• _TASK ITEM_
Where the word "Maximum" shows up in the entries below, please copy the whole line.

(Saved entries)
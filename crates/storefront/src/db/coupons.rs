//! Coupon lookup.

use sqlx::PgPool;

use velora_core::Coupon;
use velora_core::table::Table;

use super::RepositoryError;

const COUPONS: Table = Table::new("coupons");

/// Read access to coupons by code.
pub struct CouponRepository<'a> {
    pool: &'a PgPool,
}

impl<'a> CouponRepository<'a> {
    #[must_use]
    pub const fn new(pool: &'a PgPool) -> Self {
        Self { pool }
    }

    /// Coupon by code. Codes are stored uppercased.
    ///
    /// # Errors
    ///
    /// Returns `RepositoryError::Database` if the query fails.
    pub async fn find_by_code(&self, code: &str) -> Result<Option<Coupon>, RepositoryError> {
        let coupon = COUPONS
            .select("*")
            .eq("code", code.trim().to_uppercase())
            .fetch_optional(self.pool)
            .await?;
        Ok(coupon)
    }
}
//! Email address type.

use core::fmt;

use serde::{Deserialize, Serialize};

/// Errors that can occur when parsing an [`Email`].
#[derive(thiserror::Error, Debug, Clone)]
pub enum EmailError {
    /// The input string is empty.
    #[error("email cannot be empty")]
    Empty,
    /// The input string is too long.
    #[error("email must be at most {max} characters")]
    TooLong {
        /// Maximum allowed length.
        max: usize,
    },
    /// The input does not contain an @ symbol.
    #[error("email must contain an @ symbol")]
    MissingAtSymbol,
    /// The local part (before @) is empty.
    #[error("email local part cannot be empty")]
    EmptyLocalPart,
    /// The domain part (after @) is empty.
    #[error("email domain cannot be empty")]
    EmptyDomain,
    /// The input contains more than one @ symbol.
    #[error("email must contain a single @ symbol")]
    MultipleAtSymbols,
    /// The input contains whitespace.
    #[error("email cannot contain whitespace")]
    Whitespace,
    /// The domain has no dot or starts/ends with one.
    #[error("email domain is invalid")]
    InvalidDomain,
}

/// A customer email address.
///
/// Input is trimmed and the domain is lowercased, so the same address typed
/// at checkout and stored on an order compares equal.
///
/// ## Constraints
///
/// - Length: 1-254 characters after trimming (RFC 5321 limit)
/// - Exactly one @ symbol, no whitespace
/// - Local part (before @) must not be empty
/// - Domain part (after @) must not be empty and must contain a dot
///
/// ## Examples
///
/// ```
/// use velora_core::Email;
///
/// assert_eq!(Email::parse("  Asha@Example.IN ").unwrap().as_str(), "Asha@example.in");
/// assert!(Email::parse("user.name+tag@domain.co.uk").is_ok());
///
/// assert!(Email::parse("").is_err());             // empty
/// assert!(Email::parse("no-at-symbol").is_err());   // missing @
/// assert!(Email::parse("a@b@c.com").is_err());      // two @
/// assert!(Email::parse("user@localhost").is_err()); // no dot in domain
/// ```
#[derive(Debug, Clone, Serialize, Deserialize, PartialEq, Eq, Hash)]
#[serde(try_from = "String", into = "String")]
pub struct Email(String);

impl Email {
    /// Maximum length of an email address (RFC 5321).
    pub const MAX_LENGTH: usize = 254;

    /// Parse an `Email` from a string.
    ///
    /// # Errors
    ///
    /// Returns an error if the trimmed input is empty, too long, contains
    /// whitespace, lacks exactly one @, or has an empty local part or an
    /// invalid domain.
    pub fn parse(s: &str) -> Result<Self, EmailError> {
        let s = s.trim();
        if s.is_empty() {
            return Err(EmailError::Empty);
        }

        if s.len() > Self::MAX_LENGTH {
            return Err(EmailError::TooLong {
                max: Self::MAX_LENGTH,
            });
        }

        if s.chars().any(char::is_whitespace) {
            return Err(EmailError::Whitespace);
        }

        let (local, domain) = s.split_once('@').ok_or(EmailError::MissingAtSymbol)?;
        if domain.contains('@') {
            return Err(EmailError::MultipleAtSymbols);
        }
        if local.is_empty() {
            return Err(EmailError::EmptyLocalPart);
        }
        if domain.is_empty() {
            return Err(EmailError::EmptyDomain);
        }
        if !domain.contains('.') || domain.starts_with('.') || domain.ends_with('.') {
            return Err(EmailError::InvalidDomain);
        }

        Ok(Self(format!("{local}@{}", domain.to_ascii_lowercase())))
    }

    /// Returns the email address as a string slice.
    #[must_use]
    pub fn as_str(&self) -> &str {
        &self.0
    }

    /// Consumes the `Email` and returns its inner string.
    #[must_use]
    pub fn into_inner(self) -> String {
        self.0
    }

    /// Returns the local part of the email (before the @).
    #[must_use]
    pub fn local_part(&self) -> &str {
        self.0.split_once('@').map_or("", |(local, _)| local)
    }

    /// Returns the domain part of the email (after the @).
    #[must_use]
    pub fn domain(&self) -> &str {
        self.0.split_once('@').map_or("", |(_, domain)| domain)
    }
}

impl fmt::Display for Email {
    fn fmt(&self, f: &mut fmt::Formatter<'_>) -> fmt::Result {
        write!(f, "{}", self.0)
    }
}

impl std::str::FromStr for Email {
    type Err = EmailError;

    fn from_str(s: &str) -> Result<Self, Self::Err> {
        Self::parse(s)
    }
}

impl TryFrom<String> for Email {
    type Error = EmailError;

    fn try_from(value: String) -> Result<Self, Self::Error> {
        Self::parse(&value)
    }
}

impl From<Email> for String {
    fn from(email: Email) -> Self {
        email.0
    }
}

impl AsRef<str> for Email {
    fn as_ref(&self) -> &str {
        &self.0
    }
}

// SQLx support (with postgres feature)
#[cfg(feature = "postgres")]
impl sqlx::Type<sqlx::Postgres> for Email {
    fn type_info() -> sqlx::postgres::PgTypeInfo {
        <String as sqlx::Type<sqlx::Postgres>>::type_info()
    }

    fn compatible(ty: &sqlx::postgres::PgTypeInfo) -> bool {
        <String as sqlx::Type<sqlx::Postgres>>::compatible(ty)
    }
}

#[cfg(feature = "postgres")]
impl<'r> sqlx::Decode<'r, sqlx::Postgres> for Email {
    fn decode(value: sqlx::postgres::PgValueRef<'r>) -> Result<Self, sqlx::error::BoxDynError> {
        let s = <String as sqlx::Decode<sqlx::Postgres>>::decode(value)?;
        // Stored addresses were validated on write
        Ok(Self(s))
    }
}

#[cfg(feature = "postgres")]
impl sqlx::Encode<'_, sqlx::Postgres> for Email {
    fn encode_by_ref(
        &self,
        buf: &mut sqlx::postgres::PgArgumentBuffer,
    ) -> Result<sqlx::encode::IsNull, sqlx::error::BoxDynError> {
        <String as sqlx::Encode<sqlx::Postgres>>::encode_by_ref(&self.0, buf)
    }
}

#[cfg(test)]
#[allow(clippy::unwrap_used)]
mod tests {
    use super::*;

    #[test]
    fn test_parse_valid_emails() {
        assert!(Email::parse("user@example.com").is_ok());
        assert!(Email::parse("user+tag@example.com").is_ok());
        assert!(Email::parse("user@subdomain.example.co.in").is_ok());
        assert!(Email::parse("a@b.c").is_ok());
    }

    #[test]
    fn test_parse_trims_and_lowercases_domain() {
        let email = Email::parse("  Priya.S@Gmail.COM\n").unwrap();
        assert_eq!(email.as_str(), "Priya.S@gmail.com");
        assert_eq!(email.local_part(), "Priya.S");
        assert_eq!(email.domain(), "gmail.com");
    }

    #[test]
    fn test_parse_rejections() {
        assert!(matches!(Email::parse("   "), Err(EmailError::Empty)));
        assert!(matches!(
            Email::parse(&format!("{}@example.com", "a".repeat(250))),
            Err(EmailError::TooLong { .. })
        ));
        assert!(matches!(
            Email::parse("no-at-symbol"),
            Err(EmailError::MissingAtSymbol)
        ));
        assert!(matches!(
            Email::parse("a@b@example.com"),
            Err(EmailError::MultipleAtSymbols)
        ));
        assert!(matches!(
            Email::parse("first last@example.com"),
            Err(EmailError::Whitespace)
        ));
        assert!(matches!(
            Email::parse("@domain.com"),
            Err(EmailError::EmptyLocalPart)
        ));
        assert!(matches!(Email::parse("user@"), Err(EmailError::EmptyDomain)));
        assert!(matches!(
            Email::parse("user@localhost"),
            Err(EmailError::InvalidDomain)
        ));
    }

    #[test]
    fn test_deserialize_validates() {
        let parsed: Email = serde_json::from_str("\"user@Example.com\"").unwrap();
        assert_eq!(parsed.as_str(), "user@example.com");
        assert!(serde_json::from_str::<Email>("\"nope\"").is_err());
    }
}
//! Database migration command.
//!
//! Applies every pending migration under the workspace `migrations/`
//! directory. The servers never migrate on startup.

use thiserror::Error;

/// Errors that can occur while migrating.
#[derive(Debug, Error)]
pub enum MigrationError {
    /// Migration error from sqlx.
    #[error("Migration error: {0}")]
    Migration(#[from] sqlx::migrate::MigrateError),
}

/// Apply pending migrations.
///
/// # Errors
///
/// Returns an error if the database URL is missing, the connection fails
/// or a migration fails.
pub async fn run() -> Result<(), Box<dyn std::error::Error>> {
    let pool = super::connect().await?;

    let migrator = sqlx::migrate!("../../migrations");
    tracing::info!(available = migrator.iter().count(), "Running migrations...");
    migrator.run(&pool).await.map_err(MigrationError::from)?;

    tracing::info!("Migrations complete!");
    Ok(())
}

• _RESULT FOR THIS TASK_
        /// Maximum allowed length.
    /// Maximum length of an email address (RFC 5321).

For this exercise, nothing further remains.